Cuando nos vayamos, nuestras
palabras se quedarán en esta tierra, habremos dejado un planeta mejor, o peor.
Porque la palabra es capaz de limpiar y también de ensuciar. Tenemos gran
responsabilidad, hay que poner cuidado en lo que se dice.
Lo que sale de nuestra boca se ha
gestado en el corazón antes de ver la luz. Esa gestión inicial es el origen de
todo. Dentro acumulamos muchas, demasiadas cosas que han llegado hasta nosotros
desde que nacemos.
“De la abundancia del corazón
habla la boca” (Mt 12,34). Uno habla lo que vive, lo que acumula y experimenta.
Si yo he recibido abrazos, mis palabras son caricias, si recibo rechazo, mis
palabras atacan.
Las palabras tienen poderes. Es
importante pensar antes de hablar. Si vemos que nuestras palabras quieren hacer
daño, mirarnos dentro y ver por qué está pasando eso. Actuar en nosotros mismos
y mirar de transformar nuestro interior que es donde nace todo.
No es fácil esta transformación
porque además de disfrutar, con esa verborrea negativa somos bien vistos
socialmente. Se lleva, está de moda, no hay más que ver los medios de
comunicación.
Los que nos sentimos peregrinos hacia
una mejor humanidad, vemos la necesidad de un cambio, partiendo del respeto a
la dignidad de cualquier persona que participa de nuestro mismo don, el de la
vida.
Cada uno que se mire a sí mismo y
cultive la principal cualidad: un corazón compasivo.
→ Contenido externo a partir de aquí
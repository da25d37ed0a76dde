//! Local git repository access.
//!
//! [`GitRepository`] runs the `git` binary. Tests and embedders can supply
//! their own [`LocalRepository`] instead.

use std::path::{Path, PathBuf};
use std::process::{Command, Output};

use regex::Regex;
use tracing::debug;

use crate::domain::error::{ReleaseError, Result};

/// A configured remote of the local repository.
#[derive(Debug, Clone, PartialEq, Eq)]
pub struct Remote {
    pub name: String,
    pub url: String,
}

/// A tag and the commit it points at.
#[derive(Debug, Clone, PartialEq, Eq)]
pub struct Tag {
    pub name: String,
    /// Commit id the tag resolves to (annotated tags are peeled).
    pub target: String,
    /// Creator date as a unix timestamp: tagger date for annotated tags,
    /// committer date for lightweight tags.
    pub created_at: i64,
}

/// Orders tags newest first by creator date, then by name descending.
pub fn sort_tags(tags: &mut [Tag]) {
    tags.sort_by(|a, b| {
        b.created_at
            .cmp(&a.created_at)
            .then_with(|| b.name.cmp(&a.name))
    });
}

/// Read access to the local repository needed by the release notes pipeline.
pub trait LocalRepository: Send + Sync {
    /// Tip of the current branch, `None` for a repository without commits.
    fn head_commit(&self) -> Result<Option<String>>;

    /// Oldest commit reachable from HEAD in topological order.
    fn first_commit(&self) -> Result<Option<String>>;

    fn remotes(&self) -> Result<Vec<Remote>>;

    /// All tags, in the order defined by [`sort_tags`].
    fn tags(&self) -> Result<Vec<Tag>>;

    /// First tag in [`LocalRepository::tags`] order whose name matches
    /// `pattern` (any tag when `pattern` is `None`).
    fn latest_tag(&self, pattern: Option<&Regex>) -> Result<Option<Tag>> {
        Ok(self
            .tags()?
            .into_iter()
            .find(|tag| pattern.map_or(true, |re| re.is_match(&tag.name))))
    }
}

/// Check whether a directory is inside a git work tree.
pub fn is_git_repo(dir: &Path) -> bool {
    Command::new("git")
        .args(["rev-parse", "--is-inside-work-tree"])
        .current_dir(dir)
        .output()
        .map(|o| o.status.success())
        .unwrap_or(false)
}

/// [`LocalRepository`] backed by the system `git` binary.
#[derive(Debug, Clone)]
pub struct GitRepository {
    root: PathBuf,
}

impl GitRepository {
    /// Open the repository containing `root`.
    ///
    /// Fails if `root` does not exist or is not inside a git work tree.
    pub fn open(root: impl AsRef<Path>) -> Result<Self> {
        let root = root.as_ref();
        if !root.is_dir() {
            return Err(ReleaseError::Configuration(format!(
                "repository directory {} does not exist",
                root.display()
            )));
        }
        if !is_git_repo(root) {
            return Err(ReleaseError::Git(format!(
                "{} is not a git repository",
                root.display()
            )));
        }
        Ok(Self {
            root: root.to_path_buf(),
        })
    }

    fn run(&self, args: &[&str]) -> Result<Output> {
        debug!(?args, root = %self.root.display(), "running git");
        Command::new("git")
            .args(args)
            .current_dir(&self.root)
            .output()
            .map_err(|e| ReleaseError::Git(format!("failed to run git: {e}")))
    }

    fn stdout(&self, args: &[&str]) -> Result<String> {
        let output = self.run(args)?;
        if !output.status.success() {
            let stderr = String::from_utf8_lossy(&output.stderr);
            return Err(ReleaseError::Git(format!(
                "git {} failed: {}",
                args.join(" "),
                stderr.trim()
            )));
        }
        Ok(String::from_utf8_lossy(&output.stdout).into_owned())
    }
}

impl LocalRepository for GitRepository {
    fn head_commit(&self) -> Result<Option<String>> {
        // --quiet turns an unborn HEAD into a plain non-zero exit.
        let output = self.run(&["rev-parse", "--verify", "--quiet", "HEAD^{commit}"])?;
        if !output.status.success() {
            return Ok(None);
        }
        let sha = String::from_utf8_lossy(&output.stdout).trim().to_string();
        Ok((!sha.is_empty()).then_some(sha))
    }

    fn first_commit(&self) -> Result<Option<String>> {
        if self.head_commit()?.is_none() {
            return Ok(None);
        }
        let out = self.stdout(&["rev-list", "--topo-order", "--reverse", "HEAD"])?;
        Ok(out.lines().next().map(|line| line.trim().to_string()))
    }

    fn remotes(&self) -> Result<Vec<Remote>> {
        let output = self.run(&["config", "--get-regexp", r"^remote\..*\.url$"])?;
        // Exit code 1 means no remote is configured.
        if output.status.code() == Some(1) {
            return Ok(Vec::new());
        }
        if !output.status.success() {
            let stderr = String::from_utf8_lossy(&output.stderr);
            return Err(ReleaseError::Git(format!(
                "failed to list remotes: {}",
                stderr.trim()
            )));
        }
        Ok(parse_remotes(&String::from_utf8_lossy(&output.stdout)))
    }

    fn tags(&self) -> Result<Vec<Tag>> {
        let out = self.stdout(&[
            "for-each-ref",
            "--format=%(refname:strip=2)%00%(objectname)%00%(*objectname)%00%(creatordate:unix)",
            "refs/tags",
        ])?;
        let mut tags = parse_tags(&out);
        sort_tags(&mut tags);
        Ok(tags)
    }
}

fn parse_remotes(out: &str) -> Vec<Remote> {
    out.lines()
        .filter_map(|line| {
            let (key, url) = line.split_once(char::is_whitespace)?;
            let name = key.strip_prefix("remote.")?.strip_suffix(".url")?;
            Some(Remote {
                name: name.to_string(),
                url: url.trim().to_string(),
            })
        })
        .collect()
}

fn parse_tags(out: &str) -> Vec<Tag> {
    out.lines()
        .filter_map(|line| {
            let mut fields = line.split('\0');
            let name = fields.next()?;
            let object = fields.next()?;
            let peeled = fields.next()?;
            let created_at = fields.next()?.trim().parse().unwrap_or(0);
            let target = if peeled.is_empty() { object } else { peeled };
            Some(Tag {
                name: name.to_string(),
                target: target.to_string(),
                created_at,
            })
        })
        .collect()
}

#[cfg(test)]
mod tests {
    use super::*;
    use std::process::Command as StdCommand;

    const DAY: i64 = 86_400;
    const EPOCH: i64 = 1_767_225_600;

    fn run_git(repo_dir: &Path, args: &[&str], date: Option<i64>) -> String {
        let mut cmd = StdCommand::new("git");
        cmd.args(args).current_dir(repo_dir);
        if let Some(date) = date {
            let date = format!("{date} +0000");
            cmd.env("GIT_AUTHOR_DATE", &date)
                .env("GIT_COMMITTER_DATE", &date);
        }
        let output = cmd.output().unwrap();
        assert!(
            output.status.success(),
            "git {:?} failed: {}",
            args,
            String::from_utf8_lossy(&output.stderr)
        );
        String::from_utf8_lossy(&output.stdout).trim().to_string()
    }

    fn make_empty_repo() -> tempfile::TempDir {
        let dir = tempfile::tempdir().unwrap();
        run_git(dir.path(), &["init"], None);
        run_git(dir.path(), &["config", "user.name", "test-user"], None);
        run_git(dir.path(), &["config", "user.email", "test@example.com"], None);
        run_git(dir.path(), &["config", "commit.gpgsign", "false"], None);
        run_git(dir.path(), &["config", "tag.gpgsign", "false"], None);
        dir
    }

    fn commit(repo_dir: &Path, message: &str, day: i64) -> String {
        run_git(
            repo_dir,
            &["commit", "--allow-empty", "-m", message],
            Some(EPOCH + day * DAY),
        );
        run_git(repo_dir, &["rev-parse", "HEAD"], None)
    }

    #[test]
    fn open_fails_outside_repo() {
        let dir = tempfile::tempdir().unwrap();
        let err = GitRepository::open(dir.path()).unwrap_err();
        assert!(matches!(err, ReleaseError::Git(_)));
    }

    #[test]
    fn open_fails_for_missing_directory() {
        let dir = tempfile::tempdir().unwrap();
        let err = GitRepository::open(dir.path().join("missing")).unwrap_err();
        assert!(matches!(err, ReleaseError::Configuration(_)));
    }

    #[test]
    fn empty_repo_has_no_head_or_first_commit() {
        let dir = make_empty_repo();
        let repo = GitRepository::open(dir.path()).unwrap();
        assert_eq!(repo.head_commit().unwrap(), None);
        assert_eq!(repo.first_commit().unwrap(), None);
        assert!(repo.tags().unwrap().is_empty());
    }

    #[test]
    fn head_and_first_commit() {
        let dir = make_empty_repo();
        let first = commit(dir.path(), "initial", 0);
        commit(dir.path(), "second", 1);
        let third = commit(dir.path(), "third", 2);

        let repo = GitRepository::open(dir.path()).unwrap();
        let head = repo.head_commit().unwrap().unwrap();
        assert_eq!(head.len(), 40, "SHA should be 40 hex chars, got: {head}");
        assert_eq!(head, third);
        assert_eq!(repo.first_commit().unwrap(), Some(first));
    }

    #[test]
    fn remotes_are_listed() {
        let dir = make_empty_repo();
        let repo = GitRepository::open(dir.path()).unwrap();
        assert!(repo.remotes().unwrap().is_empty());

        run_git(
            dir.path(),
            &["remote", "add", "origin", "git@github.com:owner/name.git"],
            None,
        );
        run_git(
            dir.path(),
            &["remote", "add", "upstream", "https://github.com/other/name"],
            None,
        );

        let mut remotes = repo.remotes().unwrap();
        remotes.sort_by(|a, b| a.name.cmp(&b.name));
        assert_eq!(
            remotes,
            vec![
                Remote {
                    name: "origin".to_string(),
                    url: "git@github.com:owner/name.git".to_string(),
                },
                Remote {
                    name: "upstream".to_string(),
                    url: "https://github.com/other/name".to_string(),
                },
            ]
        );
    }

    #[test]
    fn tags_are_ordered_newest_first() {
        let dir = make_empty_repo();
        let a = commit(dir.path(), "a", 0);
        run_git(dir.path(), &["tag", "v1.10"], None);
        let b = commit(dir.path(), "b", 1);
        run_git(dir.path(), &["tag", "v1.9"], None);

        let repo = GitRepository::open(dir.path()).unwrap();
        let tags = repo.tags().unwrap();
        let names: Vec<_> = tags.iter().map(|t| t.name.as_str()).collect();
        // Name order would put v1.9 last; creator date puts it first.
        assert_eq!(names, vec!["v1.9", "v1.10"]);
        assert_eq!(tags[0].target, b);
        assert_eq!(tags[1].target, a);
    }

    #[test]
    fn tags_with_equal_dates_are_ordered_by_name_descending() {
        let dir = make_empty_repo();
        commit(dir.path(), "a", 0);
        run_git(dir.path(), &["tag", "alpha"], None);
        run_git(dir.path(), &["tag", "beta"], None);

        let repo = GitRepository::open(dir.path()).unwrap();
        let names: Vec<_> = repo.tags().unwrap().into_iter().map(|t| t.name).collect();
        assert_eq!(names, vec!["beta", "alpha"]);
    }

    #[test]
    fn annotated_tags_resolve_to_their_commit() {
        let dir = make_empty_repo();
        let a = commit(dir.path(), "a", 0);
        run_git(
            dir.path(),
            &["tag", "-a", "v1.0", "-m", "release 1.0"],
            Some(EPOCH + DAY),
        );

        let repo = GitRepository::open(dir.path()).unwrap();
        let tag = repo.latest_tag(None).unwrap().unwrap();
        assert_eq!(tag.name, "v1.0");
        assert_eq!(tag.target, a);
        assert_eq!(tag.created_at, EPOCH + DAY);
    }

    #[test]
    fn latest_tag_honours_pattern() {
        let dir = make_empty_repo();
        let a = commit(dir.path(), "a", 0);
        run_git(dir.path(), &["tag", "v1.0.0"], None);
        commit(dir.path(), "b", 1);
        run_git(dir.path(), &["tag", "build-42"], None);

        let repo = GitRepository::open(dir.path()).unwrap();
        assert_eq!(repo.latest_tag(None).unwrap().unwrap().name, "build-42");

        let semver = Regex::new(r"^v\d+\.\d+\.\d+$").unwrap();
        let tag = repo.latest_tag(Some(&semver)).unwrap().unwrap();
        assert_eq!(tag.name, "v1.0.0");
        assert_eq!(tag.target, a);

        let none = Regex::new("^release-").unwrap();
        assert!(repo.latest_tag(Some(&none)).unwrap().is_none());
    }

    #[test]
    fn parse_remotes_skips_malformed_lines() {
        let remotes = parse_remotes(
            "remote.origin.url https://github.com/o/r.git\ngarbage\nremote.fork.url git@github.com:f/r\n",
        );
        assert_eq!(remotes.len(), 2);
        assert_eq!(remotes[1].name, "fork");
    }

    #[test]
    fn sort_tags_is_deterministic() {
        let mut tags = vec![
            Tag {
                name: "a".to_string(),
                target: "1".to_string(),
                created_at: 10,
            },
            Tag {
                name: "c".to_string(),
                target: "2".to_string(),
                created_at: 20,
            },
            Tag {
                name: "b".to_string(),
                target: "3".to_string(),
                created_at: 10,
            },
        ];
        sort_tags(&mut tags);
        let names: Vec<_> = tags.iter().map(|t| t.name.as_str()).collect();
        assert_eq!(names, vec!["c", "b", "a"]);
    }
}
//! Label filtering and contributor credit for fetched issues.

use crate::domain::{Contributor, Issue, IssueReference, LabelsPolicy, RemoteIssue};

/// Rules that turn tracker issues into release notes issues.
#[derive(Debug, Clone, Copy)]
pub struct IssuePolicy<'a> {
    pub labels: &'a LabelsPolicy,
    /// Login of the repository owner.
    pub repo_owner: &'a str,
    /// Whether commits by the repository owner earn credit.
    pub credit_repo_owner: bool,
}

impl<'a> IssuePolicy<'a> {
    /// Labels of `issue` passing the allow-list, in tracker order.
    pub fn retained_labels(&self, issue: &RemoteIssue) -> Vec<String> {
        issue
            .labels
            .iter()
            .filter(|label| self.labels.should_include(label))
            .cloned()
            .collect()
    }

    /// Author of the first referencing commit that qualifies for credit.
    pub fn contributor(
        &self,
        issue_number: u64,
        references: &[IssueReference<'_>],
    ) -> Option<Contributor> {
        references
            .iter()
            .filter(|r| r.issue_number == issue_number)
            .filter_map(|r| r.commit.author.as_ref())
            .find(|author| {
                self.credit_repo_owner
                    || author.login.to_lowercase() != self.repo_owner.to_lowercase()
            })
            .map(Contributor::from)
    }

    /// `None` when no label survives the allow-list.
    pub fn to_issue(&self, issue: RemoteIssue, references: &[IssueReference<'_>]) -> Option<Issue> {
        let labels = self.retained_labels(&issue);
        if labels.is_empty() {
            return None;
        }
        let contributor = self.contributor(issue.number, references);
        Some(Issue {
            number: issue.number,
            title: issue.title,
            url: issue.url,
            labels,
            contributor,
        })
    }

    /// Apply the policy to every issue, keeping input order.
    pub fn apply(
        &self,
        issues: Vec<RemoteIssue>,
        references: &[IssueReference<'_>],
    ) -> Vec<Issue> {
        issues
            .into_iter()
            .filter_map(|issue| self.to_issue(issue, references))
            .collect()
    }
}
Lo que sale de nuestra boca en
contra de los demás, nos ensucia a nosotros en primer lugar, después a nuestra
preciosa Tierra. Por tanto, somos los primeros perjudicados.
Lo prioritario es acabar el
cotilleo de unos contra otros y dejar que la compasión y la aceptación ocupen
el primer lugar. Si cada uno en su ambiente hace esto, es suficiente.